OCaml for the Skeptical

The whole point of programming in a functional language is to define functions. We've
already seen OCaml's `fun` lambda expression, and we
have seen how to name values, and since a function is a
value like any other, that means we already know how to define functions:

# let inc = fun n -> n + 1;; val inc : int -> int = <fun> #

We've now named the above lambda that adds `1` to some `n`, `inc`. Fear not:
OCaml has substantial syntactic sugar for function definitions that you will like better
than this. But first, let's consider the important topic of how to *call* or
*apply* functions.

Probably the most popular notation for applying a function to its argument is
`inc(2)`, the value of which would be `3`. And this works in OCaml:

# inc(2);; - : int = 3 #

But I would be deceiving you if I left you with the impression that this is the idiomatic syntax for function applications in OCaml! Since OCaml is a functional language, and applying functions is the most important thing you do as an OCaml programmer, the syntax of function application is designed to be as simple as it can possibly be: it is simple prefix juxtaposition. No parens are needed (other than for the usual purpose of disambiguation and changing precedence). No whitespace is needed (other than for disambiguation)! So the natural, idiomatic way to write the above function application would be:

# inc 2;; - : int = 3 #

Note that in this case we need whitespace between the function name and the argument
simply because `inc2` would be ambiguous (is it the name `inc2`, or the function
named `inc` applied to `2`)? `inc(2)` or `inc (2)` works simply because
`2` is an expression and you can always pointlessly wrap parens around an expression
without changing its value. Don't put needless parens around your function arguments
unless you want to look like a newbie!

You may have noticed I seem to have implied that OCaml only has unary functions
i.e. functions of one argument. Well, it's true! OCaml really *does* only have
functions of one argument, simply because that's all that's necessary in any language!
You may claim you've seen me adding two numbers together with `+`, so clearly `+`
is a function of more than one argument. Well, it's not: that's mere syntactic sugar.
The way to understand this notion of "only unary functions" is to consider *partial
application*.

Pretend that OCaml *does* have functions of more than one argument and pretend that
`+` is one of them. First note that (most) any infix operator in OCaml can also be
used as a prefix operator by surrounding the operator with parens and putting it in a
prefix position, like so: `2 + 3 = (+) 2 3`. (Remember, function application is
indicated by juxtaposition, so we just put spaces between the function name (`(+)`)
and its arguments, and between the arguments too.) This is legal OCaml, which would
seem to *prove* that OCaml has functions of more than one argument. But wait.
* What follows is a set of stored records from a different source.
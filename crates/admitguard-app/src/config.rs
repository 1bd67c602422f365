use admitguard_settings::{Overrides, ResolvedConfig, ValidatorConfigV1};
use anyhow::Context as _;
use std::path::Path;

pub const CONFIG_FILE_NAME: &str = "admitguard.toml";

/// Read and resolve a config file. A missing or blank file resolves to profile defaults.
pub fn load_config(path: &Path, overrides: Overrides) -> anyhow::Result<ResolvedConfig> {
    let text = match std::fs::read_to_string(path) {
        Ok(text) => text,
        Err(err) if err.kind() == std::io::ErrorKind::NotFound => String::new(),
        Err(err) => return Err(err).with_context(|| format!("read {}", path.display())),
    };

    let cfg = if text.trim().is_empty() {
        ValidatorConfigV1::default()
    } else {
        admitguard_settings::parse_config_toml(&text)
            .with_context(|| format!("parse {}", path.display()))?
    };

    admitguard_settings::resolve_config(cfg, overrides).context("resolve config")
}
//! Policies and entities shared by orchestrator tests and `xtask conform`.

use admitguard_types::{Entity, Policy, Severity, Value};
use serde_json::json;

pub const NAMESPACE: &str = "unit-testing";

/// Flags containers whose image is unpinned or pinned to `latest`.
pub fn image_tag_policy() -> Policy {
    Policy {
        severity: Severity::High,
        category: "Workload Security".to_string(),
        description: "Container images must be pinned to an explicit tag".to_string(),
        how_to_solve: "Use a versioned tag such as nginx:1.25".to_string(),
        ..Policy::new(
            "imageTag",
            "Image tag is pinned",
            r#"
            violation "container {c.name} uses an unpinned image {c.image}"
              for c in input.spec.template.spec.containers
              when ends_with(c.image, ":latest") or not contains(c.image, ":")
            "#,
        )
    }
}

/// Requires an `owner` label.
pub fn missing_owner_policy() -> Policy {
    Policy {
        severity: Severity::Medium,
        category: "Governance".to_string(),
        ..Policy::new(
            "missingOwner",
            "Owner label is set",
            r#"violation "{input.kind} {input.metadata.name} has no owner label" when not has(input.metadata.labels.owner)"#,
        )
    }
}

/// Rule code that does not compile.
pub fn bad_code_policy() -> Policy {
    Policy::new("badPolicyCode", "Broken policy", "violation \"x\" when frob(input)")
}

/// Compiles, but fails at evaluation on every Deployment (ordering a number against a string).
pub fn failing_eval_policy() -> Policy {
    Policy::new(
        "badReplicas",
        "Replica bound",
        r#"violation "too many replicas" when input.spec.replicas > "3""#,
    )
}

pub fn deployment(name: &str, image: &str, labels: serde_json::Value) -> Entity {
    Entity::from_document(Value::from(json!({
        "apiVersion": "apps/v1",
        "kind": "Deployment",
        "metadata": {
            "name": name,
            "namespace": NAMESPACE,
            "labels": labels,
        },
        "spec": {
            "replicas": 2,
            "template": { "spec": { "containers": [{ "name": "nginx", "image": image }] } },
        },
    })))
}

/// Violates both `imageTag` and `missingOwner`.
pub fn violating_deployment() -> Entity {
    deployment("nginx", "nginx:latest", json!({ "app": "nginx" }))
}

/// Satisfies both `imageTag` and `missingOwner`.
pub fn compliant_deployment() -> Entity {
    deployment(
        "nginx",
        "nginx:1.25.3",
        json!({ "app": "nginx", "owner": "platform" }),
    )
}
Now imagine what it should mean if you were allowed to call `(+)` with fewer than its
supposed two arguments. Can we assign any useful meaning to `(+) 2`? Well, Lisp
assigns the meaning `2` to `(+ 2)` (and `0`, the identity, to `(+)`) but
OCaml has a better idea.

`(+) 2` is interpreted as a function that's waiting for one more argument before it can
be applied. So if you call a function of "two arguments" with only one argument, you
get a function with 2-1 = 1 argument. You can assign this function a name as in `let
plustwo = (+) 2` and then use that name as a function of one argument, as in `plustwo
3 = 5`. Of course you can also use that new function of one argument without naming it:
`((+) 2) 3 = 5` or `List.map ((+) 2) [1;2;3] = [3; 4; 5]`, which is very
convenient.

This is in fact how OCaml functions work: every function of *n* > 1 arguments is
actually a function of one argument that returns a function of *n*-1 arguments as its
result. OCaml's function-application syntax, combined with the left-associativity of
function application, makes this transparent. `(+) 2` is `fun a -> (+) 2 a`,
the function that adds 2 to some number. We can abstract out the `2` to get the
function that adds some number to some other number: `fun b -> fun a -> (+) b
a` and that's `(+)`. We can use this technique to define functions of any number of
arguments: `let f = fun a -> fun b -> fun c -> a + b * c`. So what's
`f 6`? The `6` is the "first" argument of `f`, so the definition above tells
us that `f 6` is `fun b -> fun c -> a + b * c` *with the a replaced
with 6* or

OCaml doesn't work this way just to be perverse; it does it because partial application
is an extremely useful programming technique, once you get used to it. Also, having
only functions of one argument simplifies the type of functions. (In fact most modern
functional languages — including Standard ML, Haskell, and Clean — work this
way; this way of looking at functions is called *Currying* after the logician Haskell
B. Curry.)

Except in specialized circumstances, nobody wants to define a function of three
arguments with three nested lambdas: `let f = fun a -> fun b -> fun c -> a +
b * c`. `fun` actually has a sugared form to make this less verbose: `fun a b
c -> a + b * c`. `let` supports a similar sugaring: `let f a b c = a + b * c`.
So these are all the same function:

# let f1 = fun a -> fun b -> fun c -> a + b * c;; val f1 : int -> int -> int -> int = <fun> # let f2 = fun a b c -> a + b * c;; val f2 : int -> int -> int -> int = <fun> # let f3 a b c = a + b * c;; val f3 : int -> int -> int -> int = <fun> #

This finally explains the type expressions that OCaml uses for functions. Remember that
the type of a function is determined by its *domain* (the type of its argument) and
its *range* (the type of its result). (Having only unary functions simplifies the
notion of function types because we don't need to take the number of arguments into
account.) The syntax for a function type is ` domain -> range`. So
for example the type of the Boolean negation function,

What's the type of `(+)`? As we saw above, `(+)` takes a parameter of type
`int` and returns a function: a function that takes another `int` and returns an
`int`. The type of the latter function — `(+)`'s result — is `int
-> int`, so the type of `(+)` itself is clearly `int -> (int -> int)`.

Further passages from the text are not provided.